Stored data
◇ ◇ ◇

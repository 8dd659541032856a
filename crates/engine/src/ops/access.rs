use sea_orm::{DatabaseTransaction, prelude::*};
use serde::{Deserialize, Serialize};
use uuid::Uuid;

use crate::{
    ChangeRequest, DebtRecord, EngineError, ResultEngine, debt_transactions, debts, reminders,
    users,
};

use super::Engine;

/// Role of a user on a debt.
#[derive(Clone, Copy, Debug, PartialEq, Eq, Serialize, Deserialize)]
#[serde(rename_all = "snake_case")]
pub enum Party {
    Lender,
    Borrower,
}

impl Party {
    /// Resolve the role of `user_id`. Fails closed: a record whose lender
    /// equals its borrower grants no role to anyone.
    pub fn of(user_id: &str, lender_id: &str, borrower_id: &str) -> Option<Party> {
        if lender_id == borrower_id {
            return None;
        }
        if user_id == lender_id {
            Some(Self::Lender)
        } else if user_id == borrower_id {
            Some(Self::Borrower)
        } else {
            None
        }
    }

    pub fn counterpart(self) -> Party {
        match self {
            Self::Lender => Self::Borrower,
            Self::Borrower => Self::Lender,
        }
    }
}

/// The caller must be the lender or the borrower of `debt`.
pub(super) fn require_party(user_id: &str, debt: &DebtRecord) -> ResultEngine<Party> {
    debt.party_of(user_id).ok_or_else(|| {
        EngineError::Forbidden("user is not a party of this debt".to_string())
    })
}

/// The caller must hold exactly `party` on `debt`.
pub(super) fn require_role(user_id: &str, debt: &DebtRecord, party: Party) -> ResultEngine<()> {
    if debt.party_of(user_id) != Some(party) {
        let role = match party {
            Party::Lender => "lender",
            Party::Borrower => "borrower",
        };
        return Err(EngineError::Forbidden(format!(
            "only the {role} can do this"
        )));
    }
    Ok(())
}

/// The caller must be the user who opened `request`.
pub(super) fn require_requester(user_id: &str, request: &ChangeRequest) -> ResultEngine<()> {
    if request.requester_id != user_id {
        return Err(EngineError::Forbidden(
            "only the requester can cancel this transaction".to_string(),
        ));
    }
    Ok(())
}

impl Engine {
    pub(super) async fn find_debt(
        &self,
        db: &DatabaseTransaction,
        debt_id: Uuid,
    ) -> ResultEngine<Option<DebtRecord>> {
        debts::Entity::find_by_id(debt_id.to_string())
            .one(db)
            .await?
            .map(DebtRecord::try_from)
            .transpose()
    }

    pub(super) async fn require_debt(
        &self,
        db: &DatabaseTransaction,
        debt_id: Uuid,
    ) -> ResultEngine<DebtRecord> {
        self.find_debt(db, debt_id)
            .await?
            .ok_or_else(|| EngineError::KeyNotFound("debt not exists".to_string()))
    }

    pub(super) async fn require_request(
        &self,
        db: &DatabaseTransaction,
        transaction_id: Uuid,
    ) -> ResultEngine<ChangeRequest> {
        let model = debt_transactions::Entity::find_by_id(transaction_id.to_string())
            .one(db)
            .await?
            .ok_or_else(|| EngineError::KeyNotFound("transaction not exists".to_string()))?;
        ChangeRequest::try_from(model)
    }

    pub(super) async fn require_reminder(
        &self,
        db: &DatabaseTransaction,
        reminder_id: Uuid,
    ) -> ResultEngine<reminders::Model> {
        reminders::Entity::find_by_id(reminder_id.to_string())
            .one(db)
            .await?
            .ok_or_else(|| EngineError::KeyNotFound("reminder not exists".to_string()))
    }

    pub(super) async fn require_user_exists(
        &self,
        db: &DatabaseTransaction,
        username: &str,
    ) -> ResultEngine<()> {
        let exists = users::Entity::find_by_id(username.to_string())
            .one(db)
            .await?
            .is_some();
        if !exists {
            return Err(EngineError::KeyNotFound("user not exists".to_string()));
        }
        Ok(())
    }
}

◇ ◇ ◇

Exercise details: Please state how many lines in the records above hold the word "super", giving only the number.

Response to this exercise: 9